Milanolu Ahmed kardeşimiz, bir çocuğun gözlerinin içine girerek seyrediyor Peygamber’in hayatını. Çocuksu bir saflığın göğünde yükselen bir yıldız olarak resmediyor Peygamberliğin nurunu. Böylece çoğu siyerlere ister istemez egemen olan “savaşan peygamber” vurgusunun uzağında ağırlıyor okuyucusunu. Müslümanların üzerine çullanmış o gafletli sessizliği usulca yırtıyor, Peygamber’in imajına giydirilmiş puslu çerçeveyi iddiasızca kırıyor. Sessizliği kanatıyor.
Anladığım kadarıyla Vincenzo’nun aklı bizi kuşatmış, kuşattıkça da kendini meşru kabul ettirmiş ve meşrulaşınca da biricik yol diye dayatmış şablonlardan serazat. Şükür ki öyle…
Peygamber’in hayatını anlatan kitapların ana kaynağı olan İbni İshak’ın eseri, kaçınılmaz olarak savaşları öne çıkarır. “Kaçınılmaz olarak” diyorum çünkü İbni İshak bir tarihçidir ve tarihçiler enfüsî serüvenleri ve iç yolculukları değil, hariçteki olayları ve politik aksiyonları görür. Ayrıca İbni İshak, Peygamber’in hayatını anlatan eserini, Abbasi halifesinin siparişiyle hazırlamıştır ve muhatabı da politik ve askerî kişilikler olan prenslerdir. İşte bu yüzden sadece 53-54 gününü savaşlarda geçirmiş Hz. Peygamber’in ömrünü yıllardır ille de bir savaş fonunda seyrederiz. İslam âleminin klasiği haline gelmiş, daha iyisini hâlâ üretemediğimiz Çağrı filminin de yarası budur. Gören de sanır ki ömrü boyunca savaşmıştır Peygamber. İbni İshak’ın ana temasını izleyen yeni siyerleri okuyan da inanır ki Peygamber’in hayatı kılıç ve kalkan şakırtısından ibarettir.

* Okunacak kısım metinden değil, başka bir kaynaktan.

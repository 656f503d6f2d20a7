//! Fuzz target for the Luhn checksum.

#![no_main]

use cardcheck::luhn;
use libfuzzer_sys::fuzz_target;

fuzz_target!(|data: &[u8]| {
    let digits: Vec<u8> = data.iter().map(|&b| b % 10).collect();

    let _ = luhn::passes(&digits);

    if !digits.is_empty() && digits.len() <= 64 {
        let check = luhn::generate_check_digit(&digits);
        assert!(check <= 9, "check digit out of range");

        let mut with_check = digits.clone();
        with_check.push(check);
        assert!(luhn::passes(&with_check), "appending the check digit must pass");
    }
});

Bunun sorumlusu, şüphesiz, kılı kırk yararak, ince eleyip sık dokuyarak ilk siyer prototipini ortaya koyan İbni İshak değil; o tarihçi olarak vazifesini yapmıştır. Asıl sorumlu, İbni İshak’ın politik bakışını, askerî çerçevesini hiç sorgulamadan biricik ve mutlak bakışı açısı sanan çağdaş akıldadır. Bu bakış açısını kıran Said Nursî anlatımı [münhasıran 18. Söz, 19. Söz olmak üzere] deşifre edilmeyi beklemekte.

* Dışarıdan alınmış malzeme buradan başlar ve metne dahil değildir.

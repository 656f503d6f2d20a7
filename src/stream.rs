//! Streaming validation for processing cards as they arrive.
//!
//! Iterator adapters let large files or network streams be validated line by
//! line without loading everything into memory.
//!
//! # Example
//!
//! ```
//! use cardcheck::stream::ValidateExt;
//!
//! let lines = vec!["4111111111111111", "123", "4111111111111112"];
//! let passing: Vec<_> = lines.into_iter().valid_only().collect();
//! assert_eq!(passing.len(), 1);
//! ```

use crate::error::ValidationError;
use crate::validate::{validate_card, ValidationResult};

/// Validates every item of the inner iterator.
///
/// Created by [`ValidateExt::validate_cards`].
#[derive(Debug, Clone)]
pub struct ValidateStream<I> {
    inner: I,
}

impl<I, S> Iterator for ValidateStream<I>
where
    I: Iterator<Item = S>,
    S: AsRef<str>,
{
    type Item = Result<ValidationResult, ValidationError>;

    #[inline]
    fn next(&mut self) -> Option<Self::Item> {
        self.inner.next().map(|s| validate_card(s.as_ref()))
    }

    #[inline]
    fn size_hint(&self) -> (usize, Option<usize>) {
        self.inner.size_hint()
    }
}

impl<I, S> ExactSizeIterator for ValidateStream<I>
where
    I: ExactSizeIterator<Item = S>,
    S: AsRef<str>,
{
}

/// Yields only results that have an acceptable length and pass the checksum.
///
/// Created by [`ValidateExt::valid_only`].
#[derive(Debug, Clone)]
pub struct ValidOnlyStream<I> {
    inner: I,
}

impl<I, S> Iterator for ValidOnlyStream<I>
where
    I: Iterator<Item = S>,
    S: AsRef<str>,
{
    type Item = ValidationResult;

    fn next(&mut self) -> Option<Self::Item> {
        for s in self.inner.by_ref() {
            if let Ok(result) = validate_card(s.as_ref()) {
                if result.is_valid() {
                    return Some(result);
                }
            }
        }
        None
    }

    #[inline]
    fn size_hint(&self) -> (usize, Option<usize>) {
        let (_, upper) = self.inner.size_hint();
        (0, upper)
    }
}

/// Yields each result paired with the zero-based position of its input.
///
/// Created by [`ValidateExt::indexed`].
#[derive(Debug, Clone)]
pub struct IndexedValidateStream<I> {
    inner: I,
    index: usize,
}

impl<I, S> Iterator for IndexedValidateStream<I>
where
    I: Iterator<Item = S>,
    S: AsRef<str>,
{
    type Item = (usize, Result<ValidationResult, ValidationError>);

    fn next(&mut self) -> Option<Self::Item> {
        let s = self.inner.next()?;
        let index = self.index;
        self.index += 1;
        Some((index, validate_card(s.as_ref())))
    }

    #[inline]
    fn size_hint(&self) -> (usize, Option<usize>) {
        self.inner.size_hint()
    }
}

/// Extension trait adding validation adapters to string iterators.
pub trait ValidateExt: Iterator + Sized
where
    Self::Item: AsRef<str>,
{
    /// Validates each item.
    fn validate_cards(self) -> ValidateStream<Self> {
        ValidateStream { inner: self }
    }

    /// Keeps only items that validate with a passing checksum.
    fn valid_only(self) -> ValidOnlyStream<Self> {
        ValidOnlyStream { inner: self }
    }

    /// Validates each item and tags it with its position.
    fn indexed(self) -> IndexedValidateStream<Self> {
        IndexedValidateStream {
            inner: self,
            index: 0,
        }
    }
}

impl<I> ValidateExt for I
where
    I: Iterator,
    I::Item: AsRef<str>,
{
}

#[cfg(test)]
mod tests {
    use super::*;
    use crate::network::CardNetwork;

    #[test]
    fn test_validate_cards() {
        let cards = vec!["4111111111111111", "", "6011111111111117"];
        let results: Vec<_> = cards.into_iter().validate_cards().collect();

        assert_eq!(results.len(), 3);
        assert!(results[0].is_ok());
        assert_eq!(results[1], Err(ValidationError::EmptyInput));
        assert_eq!(
            results[2].as_ref().unwrap().card_type(),
            CardNetwork::Discover
        );
    }

    #[test]
    fn test_exact_size() {
        let cards = ["4111111111111111", "123"];
        assert_eq!(cards.iter().validate_cards().len(), 2);
    }

    #[test]
    fn test_valid_only_skips_failures() {
        let cards = vec![
            "123".to_string(),
            "4111111111111112".to_string(),
            "371449635398431".to_string(),
        ];
        let valid: Vec<_> = cards.iter().valid_only().collect();
        assert_eq!(valid.len(), 1);
        assert_eq!(valid[0].card_type(), CardNetwork::AmericanExpress);
    }

    #[test]
    fn test_indexed() {
        let cards = ["", "4111111111111111", "123"];
        let failed: Vec<usize> = cards
            .iter()
            .indexed()
            .filter(|(_, r)| r.is_err())
            .map(|(i, _)| i)
            .collect();
        assert_eq!(failed, vec![0, 2]);
    }
}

Şu kesin ki Peygamber’in hayatında başrol vahyindir. Vahyin inişi ekseninde akar Peygamber hayatı. Göklü Söz’ün hakkını verecek içsel aksiyonlarla örülüdür nebevi hayat. Söz’ün insanlığa inişinin ilk ve en derin çalkantısını Peygamber yaşar. O Söz’ün sofrasını bekleyen kalbî açlığın ve ruhî susamışlığın heyecanı, Peygamber’in yüzünde okunur. “Hayatı Kur’ân” olan Peygamber’in biyografisini ancak vahyin omurgasına yapışarak izleyebiliriz. Yoksa, hayatımıza vahiysiz bir Peygamber imajını; vahiyle dirilen, vahiyle yoğrulan gerçek Peygamber’in yerine yerleştiririz. Bu sadece Peygamber’e yapılan haksızlık olmaz, kendimizi de Peygamber’den mahrum kılar ve kaybedenlerden oluruz.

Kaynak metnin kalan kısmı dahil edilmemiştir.